John Doyle was born in Perry County, Ohio, and lived in Toledo, Ohio from 1847 until his death. He was educated in the Toledo Public Schools and for a short time at Denison University of Granville. During the winter of 1862–1863, he intended to enter the 67th Ohio Infantry, but was stricken with typhoid fever, and unable to pursue military service.
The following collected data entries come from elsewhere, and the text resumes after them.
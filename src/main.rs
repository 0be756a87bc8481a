use clap::{Arg, ArgAction, ArgMatches, Command};
use jvm_structurer::import::{ImportError, import_code};
use jvm_structurer::instruction::MethodSignature;
use jvm_structurer::types::{BasicHierarchy, ClassHierarchy, ClassInfo};
use jvm_structurer::{DecompilerOptions, MethodDecompileError, decompile_method};
use noak::{
    AccessFlags, MStr,
    error::DecodeError,
    reader::{Class, Method, attributes::Code, cpool::ConstantPool},
};
use std::path::{Path, PathBuf};
use std::time::Instant;
use thiserror::Error;

#[derive(Debug, Error)]
enum ClassDecompileError {
    #[error("Failed to read {path}: {error}")]
    Io {
        path: String,
        error: std::io::Error,
    },

    #[error("Failed to parse class file: {0}")]
    Noak(#[from] DecodeError),

    #[error("In method `{name}`: {error}")]
    Method {
        name: String,
        error: MethodDecompileError,
    },
}

fn cli() -> Command {
    Command::new(env!("CARGO_PKG_NAME"))
        .version(env!("CARGO_PKG_VERSION"))
        .about("Recovers structured control flow from JVM class files")
        .arg(
            Arg::new("debug")
                .short('d')
                .long("debug")
                .action(ArgAction::SetTrue)
                .help("Log debug messages"),
        )
        .arg(
            Arg::new("verbose")
                .short('v')
                .long("verbose")
                .action(ArgAction::SetTrue)
                .help("Log everything, including every structuring step"),
        )
        .arg(
            Arg::new("method")
                .long("method")
                .action(ArgAction::Set)
                .value_name("NAME")
                .help("Only decompile methods with this name"),
        )
        .arg(
            Arg::new("no-finally")
                .long("no-finally")
                .action(ArgAction::SetTrue)
                .help("Keep duplicated finally code as catch-all handlers"),
        )
        .arg(
            Arg::new("no-synchronized")
                .long("no-synchronized")
                .action(ArgAction::SetTrue)
                .help("Keep monitor instructions instead of synchronized blocks"),
        )
        .arg(
            Arg::new("raw")
                .long("raw")
                .action(ArgAction::SetTrue)
                .help("Skip simplification after structuring"),
        )
        .arg(
            Arg::new("files")
                .value_name("CLASS_FILE")
                .value_parser(clap::value_parser!(PathBuf))
                .action(ArgAction::Append)
                .required(true),
        )
}

fn init_logger(args: &ArgMatches) {
    let env = env_logger::Env::new()
        .filter_or("JVM_STRUCTURER_LOG", "warn")
        .write_style("JVM_STRUCTURER_LOG_STYLE");

    let mut builder = env_logger::Builder::from_env(env);
    if args.get_flag("verbose") {
        builder.filter_level(log::LevelFilter::Trace);
    } else if args.get_flag("debug") {
        builder.filter_level(log::LevelFilter::Debug);
    }
    builder.init();
}

fn name_of(pool: &ConstantPool<'_>, method: &Method<'_>) -> String {
    pool.retrieve(method.name())
        .map(|name| name.display().to_string())
        .unwrap_or_else(|_| "??".to_string())
}

fn decompile_method_in(
    pool: &ConstantPool<'_>,
    class_name: &str,
    method: &Method<'_>,
    hierarchy: &dyn ClassHierarchy,
    options: &DecompilerOptions,
) -> Result<Option<String>, MethodDecompileError> {
    let Some(code): Option<Code> = method
        .attributes()
        .find_attribute(pool)
        .map_err(ImportError::from)?
    else {
        // Abstract and native methods.
        return Ok(None);
    };

    let name: &MStr = pool.retrieve(method.name()).map_err(ImportError::from)?;
    let descriptor: &MStr = pool.retrieve(method.descriptor()).map_err(ImportError::from)?;
    let signature = MethodSignature::new(
        class_name,
        &name.display().to_string(),
        &descriptor.display().to_string(),
        method.access_flags().contains(AccessFlags::STATIC),
    );

    let body = import_code(pool, signature, &code)?;
    let decompiled = decompile_method(&body, hierarchy, options)?;
    Ok(Some(decompiled.to_string()))
}

fn read_class_file(path: &Path) -> Result<Vec<u8>, ClassDecompileError> {
    std::fs::read(path).map_err(|error| ClassDecompileError::Io {
        path: path.display().to_string(),
        error,
    })
}

/// Makes the class known to the type lattice.
fn register_class(
    hierarchy: &mut BasicHierarchy,
    raw_bytes: &[u8],
) -> Result<(), ClassDecompileError> {
    let class = Class::new(raw_bytes)?;
    let pool = class.pool();
    let name = pool.retrieve(class.this_class())?.name.display().to_string();

    let superclass = match class.super_class() {
        Some(index) => Some(pool.retrieve(index)?.name.display().to_string()),
        None => None,
    };
    let mut interfaces = Vec::new();
    for interface in class.interfaces() {
        interfaces.push(pool.retrieve(interface?)?.name.display().to_string());
    }

    let is_interface = class.access_flags().contains(AccessFlags::INTERFACE);
    hierarchy.insert(
        &name,
        ClassInfo {
            superclass: superclass.filter(|_| !is_interface),
            interfaces,
            is_interface,
        },
    );
    Ok(())
}

fn decompile_class_file(
    raw_bytes: &[u8],
    hierarchy: &dyn ClassHierarchy,
    filter: Option<&str>,
    options: &DecompilerOptions,
) -> Result<(), ClassDecompileError> {
    let class = Class::new(raw_bytes)?;
    let pool = class.pool();
    let class_name = pool.retrieve(class.this_class())?.name.display().to_string();

    println!("// class {class_name}");
    for method in class.methods() {
        let method = method?;
        let name = name_of(pool, &method);
        if filter.is_some_and(|filter| filter != name) {
            continue;
        }

        match decompile_method_in(pool, &class_name, &method, hierarchy, options) {
            Ok(Some(text)) => {
                println!("{name} {{");
                for line in text.lines() {
                    println!("    {line}");
                }
                println!("}}");
            }
            Ok(None) => println!("{name};"),
            Err(error) => {
                log::warn!("{class_name}: {}", ClassDecompileError::Method {
                    name: name.clone(),
                    error,
                });
                println!("{name} {{ /* undecompilable */ }}");
            }
        }
    }
    Ok(())
}

fn main() {
    let args = cli().get_matches();
    init_logger(&args);

    let options = DecompilerOptions {
        merge_finally: !args.get_flag("no-finally"),
        detect_synchronized: !args.get_flag("no-synchronized"),
        simplify: !args.get_flag("raw"),
    };
    let filter = args.get_one::<String>("method").map(String::as_str);

    let start = Instant::now();
    let mut failed = false;
    let mut files = Vec::new();
    for path in args.get_many::<PathBuf>("files").into_iter().flatten() {
        match read_class_file(path) {
            Ok(raw_bytes) => files.push((path, raw_bytes)),
            Err(e) => {
                log::error!("{e}");
                failed = true;
            }
        }
    }

    // Every input class is registered before any method is decompiled.
    let mut hierarchy = BasicHierarchy::new();
    for (path, raw_bytes) in &files {
        if let Err(e) = register_class(&mut hierarchy, raw_bytes) {
            log::debug!("{}: not registered: {e}", path.display());
        }
    }

    for (path, raw_bytes) in &files {
        if let Err(e) = decompile_class_file(raw_bytes, &hierarchy, filter, &options) {
            log::error!("{}: {e}", path.display());
            failed = true;
        }
    }
    log::info!("elapsed {:?}", start.elapsed());

    if failed {
        std::process::exit(1);
    }
}
//! Control flow and expression recovery for JVM method bodies.
//!
//! A method goes through these stages:
//!
//! 1. [`graph::InstructionGraph`] validates the instruction stream and computes stack shapes.
//! 2. [`expr::build_expressions`] folds the stack machine into expression trees, one node per run
//!    of instructions without joins.
//! 3. [`structured::promote`] turns values that survive across nodes into synthetic locals,
//!    producing a graph of statement blocks.
//! 4. [`locals::unify`] splits and merges slots into logical variables.
//! 5. [`structured::structure`] replaces the gotos with loops, conditionals, switches and
//!    exception handling, and [`structured::cleanup`] polishes the result.
//!
//! Types are tracked throughout as ranges, see [`types`].

extern crate alloc;

pub mod ast;
pub mod expr;
pub mod graph;
pub mod import;
pub mod instruction;
pub mod locals;
pub mod structured;
pub mod types;
mod union_find;
mod utils;

use crate::ast::Arena;
use crate::graph::{GraphError, InstructionGraph};
use crate::import::ImportError;
use crate::instruction::{MethodBody, MethodSignature};
use crate::locals::LocalTable;
use crate::structured::{StructureError, StructuredBlock};
use crate::types::{ClassHierarchy, DescriptorError, SimpleType, parse_method_descriptor};
use core::fmt::{self, Display};
use thiserror::Error;

#[derive(Debug, Error)]
pub enum MethodDecompileError {
    #[error("While analyzing control flow: {0}")]
    Graph(#[from] GraphError),

    #[error("While importing bytecode: {0}")]
    Import(#[from] ImportError),

    #[error("While parsing descriptors: {0}")]
    Descriptor(#[from] DescriptorError),

    #[error("While structuring control flow: {0}")]
    Structure(#[from] StructureError),
}

/// Switches for the optional parts of structuring. Everything is on by default.
#[derive(Clone, Debug, PartialEq, Eq)]
pub struct DecompilerOptions {
    /// Recognize the copies of `finally` blocks compilers inline into every exit of a `try`.
    pub merge_finally: bool,
    /// Rebuild `synchronized` blocks from monitor instructions.
    pub detect_synchronized: bool,
    /// Remove redundant labels, invert conditions and give loops their conditions.
    pub simplify: bool,
}

impl Default for DecompilerOptions {
    fn default() -> Self {
        Self {
            merge_finally: true,
            detect_synchronized: true,
            simplify: true,
        }
    }
}

/// Per-method facts shared by all stages.
pub struct MethodContext<'a> {
    pub signature: &'a MethodSignature,
    pub hierarchy: &'a dyn ClassHierarchy,
    pub return_type: SimpleType,
    /// Local slots initialized on entry, with their types. The receiver comes first.
    pub parameters: Vec<(u16, SimpleType)>,
}

impl<'a> MethodContext<'a> {
    pub fn new(
        signature: &'a MethodSignature,
        hierarchy: &'a dyn ClassHierarchy,
    ) -> Result<Self, DescriptorError> {
        let types = parse_method_descriptor(&signature.descriptor, hierarchy)?;
        Ok(Self {
            signature,
            hierarchy,
            return_type: types.return_type,
            parameters: signature.parameter_slots(hierarchy)?,
        })
    }
}

/// A structured method body, along with the expressions and variables it refers to.
#[derive(Debug)]
pub struct DecompiledMethod {
    pub body: StructuredBlock,
    pub arena: Arena,
    pub locals: LocalTable,
}

impl Display for DecompiledMethod {
    fn fmt(&self, f: &mut fmt::Formatter<'_>) -> fmt::Result {
        for (id, info) in self.locals.variables() {
            write!(f, "// {id}: {}", info.ty)?;
            if let Some(name) = &info.name {
                write!(f, " {name}")?;
            }
            if info.is_parameter {
                write!(f, " (parameter)")?;
            }
            writeln!(f)?;
        }
        write!(f, "{}", self.arena.debug(&self.body))
    }
}

/// Decompiles one method body.
///
/// Only malformed input fails. Control flow that no construct matches still produces a body, with
/// the offending region behind a `switch` dispatcher.
pub fn decompile_method(
    body: &MethodBody,
    hierarchy: &dyn ClassHierarchy,
    options: &DecompilerOptions,
) -> Result<DecompiledMethod, MethodDecompileError> {
    let ctx = MethodContext::new(&body.signature, hierarchy)?;
    let graph = InstructionGraph::new(body)?;

    let mut arena = Arena::new();
    let mut locals = LocalTable::new();
    let nodes = expr::build_expressions(&ctx, &graph, &mut arena)?;
    log::trace!("{}: {} expression nodes", body.signature.name, nodes.len());
    let mut flow = structured::promote(&ctx, &graph, nodes, &mut arena, &mut locals)?;
    locals::unify(&ctx, &mut flow, &mut arena, &mut locals, &body.local_variables);

    let mut tree = structured::structure(&ctx, flow, &mut arena, &mut locals, options)?;
    structured::cleanup(&ctx, &mut tree, &mut arena, options);

    Ok(DecompiledMethod {
        body: tree,
        arena,
        locals,
    })
}

#[cfg(test)]
mod tests {
    use super::*;
    use crate::instruction::tests::Asm;
    use crate::instruction::{ArithOp, CompareOp, JumpOperands, Opcode, ValueKind};
    use crate::types::BasicHierarchy;

    fn decompile(body: &MethodBody) -> String {
        let h = BasicHierarchy::new();
        let method = decompile_method(body, &h, &DecompilerOptions::default()).unwrap();
        method.arena.debug(&method.body).to_string()
    }

    #[test]
    fn arithmetic_return() {
        let body = Asm::with_signature(MethodSignature::new("test/Test", "add", "(II)I", true))
            .iload(0)
            .iload(1)
            .arith(ArithOp::Add)
            .ret(Some(ValueKind::Int))
            .finish();
        let text = decompile(&body);
        assert!(text.starts_with("return (v"), "{text}");
        assert!(text.ends_with(");\n"), "{text}");
        assert!(text.contains(" + v"), "{text}");
    }

    #[test]
    fn conditions_combine() {
        // if (a && b) work();
        let body = Asm::with_signature(MethodSignature::new("test/Test", "test", "(ZZ)V", true))
            .iload(0)
            .branch(CompareOp::Eq, JumpOperands::IntZero, "exit")
            .iload(1)
            .branch(CompareOp::Eq, JumpOperands::IntZero, "exit")
            .invoke_static("work", "()V")
            .label("exit")
            .ret(None)
            .finish();
        let text = decompile(&body);
        assert!(text.starts_with("if ("), "{text}");
        assert!(text.contains("&&"), "{text}");
        assert!(text.contains("    test.Test.work();\n}"), "{text}");
        assert!(!text.contains("goto"), "{text}");
        assert!(!text.contains("return"), "{text}");
    }

    #[test]
    fn receiver_is_named() {
        let body = Asm::with_signature(MethodSignature::new("test/Test", "get", "()I", false))
            .iconst(3)
            .ret(Some(ValueKind::Int))
            .finish();
        let h = BasicHierarchy::new();
        let method = decompile_method(&body, &h, &DecompilerOptions::default()).unwrap();
        let text = method.to_string();
        assert!(text.contains(" this (parameter)\n"), "{text}");
        assert!(text.ends_with("return 3;\n"), "{text}");
    }

    fn synchronized_body(detect_synchronized: bool) -> String {
        // synchronized (o) { a(); }
        let signature = MethodSignature::new("test/Test", "test", "(Ljava/lang/Object;)V", true);
        let body = Asm::with_signature(signature)
            .aload(0)
            .op(Opcode::Dup)
            .astore(1)
            .op(Opcode::MonitorEnter)
            .label("start")
            .invoke_static("a", "()V")
            .aload(1)
            .op(Opcode::MonitorExit)
            .label("end")
            .goto("done")
            .label("handler")
            .astore(2)
            .aload(1)
            .op(Opcode::MonitorExit)
            .label("handler_end")
            .aload(2)
            .op(Opcode::Throw)
            .label("done")
            .ret(None)
            .handler("start", "end", "handler", None)
            .handler("handler", "handler_end", "handler", None)
            .finish();
        let h = BasicHierarchy::new();
        let options = DecompilerOptions {
            detect_synchronized,
            ..DecompilerOptions::default()
        };
        let method = decompile_method(&body, &h, &options).unwrap();
        method.arena.debug(&method.body).to_string()
    }

    #[test]
    fn monitors_become_synchronized() {
        let text = synchronized_body(true);
        assert!(text.starts_with("synchronized (v"), "{text}");
        assert!(text.ends_with(") {\n    test.Test.a();\n}\n"), "{text}");
        assert!(!text.contains("monitor"), "{text}");

        let text = synchronized_body(false);
        assert_eq!(text.matches("monitorexit(").count(), 1, "{text}");
        assert!(text.contains("} finally {"), "{text}");
    }

    #[test]
    fn malformed_input_is_reported() {
        let h = BasicHierarchy::new();
        let options = DecompilerOptions::default();

        let jsr = Asm::new().op(Opcode::Jsr { target: 0 }).finish();
        assert!(matches!(
            decompile_method(&jsr, &h, &options).unwrap_err(),
            MethodDecompileError::Graph(GraphError::Subroutine(0))
        ));

        let bad_descriptor =
            Asm::with_signature(MethodSignature::new("test/Test", "test", "(Q)V", true))
                .ret(None)
                .finish();
        assert!(matches!(
            decompile_method(&bad_descriptor, &h, &options).unwrap_err(),
            MethodDecompileError::Descriptor(_)
        ));
    }
}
He began study of law with Henry S. Commager, and continued with Edward Bissel. He was admitted to the bar on his 21st birthday, and entered partnership with Bissel.
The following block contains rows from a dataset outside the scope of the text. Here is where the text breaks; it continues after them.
mod arena;
mod debug;
pub mod isomorphism;
mod iterate;
pub mod simplify;

pub use self::arena::{Arena, ExprId};
pub use self::debug::DebugIr;
use crate::instruction::{
    ArithOp, CompareKind, CompareOp, Constant, InvokeKind, MemberRef, PrimitiveKind,
};
use crate::locals::{LocalId, SlotKey};
use crate::types::{SimpleType, Type};
use core::fmt::{self, Display};
use displaydoc::Display;

/// An expression node together with its inferred type.
#[derive(Clone, Debug, PartialEq)]
pub struct Expression {
    pub kind: ExprKind,
    pub ty: Type,
    /// Whether the value is discarded, i.e. the expression is a statement.
    pub void: bool,
}

impl Expression {
    pub fn new(kind: ExprKind, ty: Type) -> Self {
        Self {
            kind,
            ty,
            void: false,
        }
    }
}

#[derive(Clone, Debug, PartialEq)]
pub enum ExprKind {
    /// A slot that hasn't been resolved to a logical variable yet.
    Slot(SlotKey),
    Local(LocalId),
    Const(Constant),
    Field {
        // `None` for static fields
        object: Option<ExprId>,
        field: MemberRef,
    },
    ArrayElement {
        array: ExprId,
        index: ExprId,
    },
    ArrayLength {
        array: ExprId,
    },
    NewArray {
        // The type of the innermost allocated dimension's elements.
        element: SimpleType,
        lengths: Vec<ExprId>,
    },
    ArrayInitializer {
        element: SimpleType,
        length: usize,
        elements: Vec<ExprId>,
    },
    /// An object that hasn't been initialized yet.
    New {
        class: String,
    },
    Construct {
        class: String,
        descriptor: String,
        arguments: Vec<ExprId>,
    },
    InstanceOf {
        object: ExprId,
        class: String,
    },
    CheckCast {
        object: ExprId,
        class: String,
    },
    Convert {
        value: ExprId,
        to: PrimitiveKind,
    },
    Binary {
        op: BinOp,
        lhs: ExprId,
        rhs: ExprId,
    },
    Unary {
        op: UnaryOp,
        operand: ExprId,
    },
    Call {
        kind: InvokeKind,
        method: MemberRef,
        // `None` for static calls
        object: Option<ExprId>,
        arguments: Vec<ExprId>,
    },
    Dynamic {
        name: String,
        descriptor: String,
        bootstrap: u16,
        arguments: Vec<ExprId>,
    },
    Assign {
        target: ExprId,
        value: ExprId,
    },
    OpAssign {
        op: ArithOp,
        target: ExprId,
        value: ExprId,
    },
    IncDec {
        target: ExprId,
        increment: bool,
        prefix: bool,
    },
    Ternary {
        condition: ExprId,
        // Two elements rather than two fields, so that iteration can yield them as a slice.
        branches: [ExprId; 2], // [if_true, if_false]
    },
    Logical {
        op: LogicalOp,
        lhs: ExprId,
        rhs: ExprId,
    },
    StringConcat {
        parts: Vec<ExprId>,
    },
    MonitorEnter {
        object: ExprId,
    },
    MonitorExit {
        object: ExprId,
    },
}

#[derive(Clone, Copy, Debug, PartialEq, Eq, Hash)]
pub enum BinOp {
    Arith(ArithOp),
    /// Three-way comparison, as produced by `lcmp` and friends.
    Compare(CompareKind),
    Cond(CompareOp),
}

impl Display for BinOp {
    fn fmt(&self, f: &mut fmt::Formatter<'_>) -> fmt::Result {
        match self {
            Self::Arith(op) => write!(f, "{op}"),
            Self::Compare(kind) => write!(f, "<=>{kind}"),
            Self::Cond(op) => write!(f, "{op}"),
        }
    }
}

#[derive(Clone, Copy, Debug, Display, PartialEq, Eq, Hash)]
pub enum UnaryOp {
    /// -
    Neg,
    /// !
    Not,
}

#[derive(Clone, Copy, Debug, Display, PartialEq, Eq, Hash)]
pub enum LogicalOp {
    /// &&
    And,
    /// ||
    Or,
}

impl LogicalOp {
    #[must_use]
    pub fn flip(self) -> Self {
        match self {
            Self::And => Self::Or,
            Self::Or => Self::And,
        }
    }
}

/// A label of a breakable construct.
#[derive(Clone, Copy, Debug, PartialEq, Eq, Hash, PartialOrd, Ord)]
pub struct Label(pub u32);

impl Display for Label {
    fn fmt(&self, f: &mut fmt::Formatter<'_>) -> fmt::Result {
        write!(f, "L{}", self.0)
    }
}

fn class_name(name: &str) -> String {
    name.replace('/', ".")
}

fn write_list(f: &mut fmt::Formatter<'_>, arena: &Arena, items: &[ExprId]) -> fmt::Result {
    for (i, item) in items.iter().enumerate() {
        if i > 0 {
            write!(f, ", ")?;
        }
        write!(f, "{}", arena.debug(item))?;
    }
    Ok(())
}

impl DebugIr for Expression {
    fn fmt(&self, f: &mut fmt::Formatter<'_>, arena: &Arena) -> fmt::Result {
        match &self.kind {
            ExprKind::Slot(key) => write!(f, "{key}"),
            ExprKind::Local(id) => write!(f, "{id}"),
            ExprKind::Const(constant) => match constant {
                Constant::Int(value @ (0 | 1)) if self.ty.hint() == SimpleType::Boolean => {
                    write!(f, "{}", *value == 1)
                }
                Constant::Int(value)
                    if self.ty.hint() == SimpleType::Char && (32..127).contains(value) =>
                {
                    write!(f, "{:?}", char::from(*value as u8))
                }
                Constant::Null => write!(f, "null"),
                Constant::Int(value) => write!(f, "{value}"),
                Constant::Long(value) => write!(f, "{value}L"),
                Constant::Float(value) => write!(f, "{value:?}f"),
                Constant::Double(value) => write!(f, "{value:?}"),
                Constant::String(value) => write!(f, "{value:?}"),
                Constant::Class(name) => write!(f, "{}.class", class_name(name)),
                Constant::MethodType(descriptor) => write!(f, "MethodType({descriptor:?})"),
                Constant::MethodHandle(handle) => write!(f, "{handle}"),
                Constant::Dynamic { name, descriptor } => {
                    write!(f, "dynamic {name}:{descriptor}")
                }
            },
            ExprKind::Field { object, field } => {
                match object {
                    Some(object) => write!(f, "{}", arena.debug(object))?,
                    None => write!(f, "{}", class_name(&field.class))?,
                }
                write!(f, ".{}", field.name)
            }
            ExprKind::ArrayElement { array, index } => {
                write!(f, "{}[{}]", arena.debug(array), arena.debug(index))
            }
            ExprKind::ArrayLength { array } => write!(f, "{}.length", arena.debug(array)),
            ExprKind::NewArray { element, lengths } => {
                let mut base = element;
                let mut extra = 0;
                while let SimpleType::Array(inner) = base {
                    base = inner;
                    extra += 1;
                }
                write!(f, "new {base}")?;
                for length in lengths {
                    write!(f, "[{}]", arena.debug(length))?;
                }
                for _ in 0..extra {
                    write!(f, "[]")?;
                }
                Ok(())
            }
            ExprKind::ArrayInitializer {
                element,
                length,
                elements,
            } => {
                if *length == elements.len() {
                    write!(f, "new {element}[] {{")?;
                } else {
                    write!(f, "new {element}[{length}] {{")?;
                }
                write_list(f, arena, elements)?;
                write!(f, "}}")
            }
            ExprKind::New { class } => write!(f, "new uninitialized {}", class_name(class)),
            ExprKind::Construct {
                class, arguments, ..
            } => {
                write!(f, "new {}(", class_name(class))?;
                write_list(f, arena, arguments)?;
                write!(f, ")")
            }
            ExprKind::InstanceOf { object, class } => {
                write!(f, "({} instanceof {})", arena.debug(object), class_name(class))
            }
            ExprKind::CheckCast { object, class } => {
                write!(f, "(({}) {})", class_name(class), arena.debug(object))
            }
            ExprKind::Convert { value, to } => write!(f, "(({to}) {})", arena.debug(value)),
            ExprKind::Binary { op, lhs, rhs } => {
                write!(f, "({} {op} {})", arena.debug(lhs), arena.debug(rhs))
            }
            ExprKind::Unary { op, operand } => write!(f, "{op}{}", arena.debug(operand)),
            ExprKind::Call {
                kind,
                method,
                object,
                arguments,
            } => {
                match object {
                    Some(object) => write!(f, "{}.", arena.debug(object))?,
                    None => write!(f, "{}.", class_name(&method.class))?,
                }
                if *kind == InvokeKind::Special {
                    write!(f, "<special {}>", class_name(&method.class))?;
                }
                write!(f, "{}(", method.name)?;
                write_list(f, arena, arguments)?;
                write!(f, ")")
            }
            ExprKind::Dynamic {
                name,
                bootstrap,
                arguments,
                ..
            } => {
                write!(f, "<indy #{bootstrap}>{name}(")?;
                write_list(f, arena, arguments)?;
                write!(f, ")")
            }
            ExprKind::Assign { target, value } => {
                write!(f, "{} = {}", arena.debug(target), arena.debug(value))
            }
            ExprKind::OpAssign { op, target, value } => {
                write!(f, "{} {op}= {}", arena.debug(target), arena.debug(value))
            }
            ExprKind::IncDec {
                target,
                increment,
                prefix,
            } => {
                let op = if *increment { "++" } else { "--" };
                if *prefix {
                    write!(f, "{op}{}", arena.debug(target))
                } else {
                    write!(f, "{}{op}", arena.debug(target))
                }
            }
            ExprKind::Ternary {
                condition,
                branches: [if_true, if_false],
            } => write!(
                f,
                "({} ? {} : {})",
                arena.debug(condition),
                arena.debug(if_true),
                arena.debug(if_false),
            ),
            ExprKind::Logical { op, lhs, rhs } => {
                write!(f, "({} {op} {})", arena.debug(lhs), arena.debug(rhs))
            }
            ExprKind::StringConcat { parts } => {
                write!(f, "(")?;
                for (i, part) in parts.iter().enumerate() {
                    if i > 0 {
                        write!(f, " + ")?;
                    }
                    write!(f, "{}", arena.debug(part))?;
                }
                write!(f, ")")
            }
            ExprKind::MonitorEnter { object } => write!(f, "monitorenter({})", arena.debug(object)),
            ExprKind::MonitorExit { object } => write!(f, "monitorexit({})", arena.debug(object)),
        }
    }
}

#[cfg(test)]
mod tests {
    use super::*;

    #[test]
    fn debug_output() {
        let mut arena = Arena::new();
        let array = arena.add(ExprKind::Slot(SlotKey::Slot(1)), Type::any_reference());
        let index = arena.add(ExprKind::Local(LocalId(3)), Type::int_slot());
        let element = arena.add(
            ExprKind::ArrayElement { array, index },
            Type::simple(SimpleType::Int),
        );
        let one = arena.int(1);
        let sum = arena.add(
            ExprKind::Binary {
                op: BinOp::Arith(ArithOp::Add),
                lhs: element,
                rhs: one,
            },
            Type::simple(SimpleType::Int),
        );
        assert_eq!(arena.debug(&sum).to_string(), "(slot1[v3] + 1)");

        let flag = arena.add(
            ExprKind::Const(Constant::Int(1)),
            Type::simple(SimpleType::Boolean),
        );
        assert_eq!(arena.debug(&flag).to_string(), "true");

        let length = arena.int(3);
        let matrix = arena.add(
            ExprKind::NewArray {
                element: SimpleType::array(SimpleType::Long),
                lengths: vec![length],
            },
            Type::UNKNOWN,
        );
        assert_eq!(arena.debug(&matrix).to_string(), "new long[3][]");
    }
}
In 1879, Doyle was elected, as a Republican, judge of the Common Pleas Court for the district of Lucas, Sandusky, Ottawa, Huron and Erie Counties. In 1882, he was nominated for the Ohio Supreme Court by the Republicans, but lost to Democrat John W. Okey that autumn.

In February, 1883, Governor Foster appointed Doyle to fill the vacancy on the Supreme Court caused by the resignation of Nicholas Longworth II. He was nominated again that year, but lost to Democrat Selwyn N. Owen, and resigned his seat in December 1883.

Doyle returned to private practice in Toledo. Presidents William Howard Taft and William McKinley each offered him the position Judge of the United States District Court for the Northern District of Ohio, which he twice declined. He was president of the American Bar Association 1889–1890, and president of the Ohio Bar Association, 1893. He also lectured on constitutional law at St. John's Law School at Toledo.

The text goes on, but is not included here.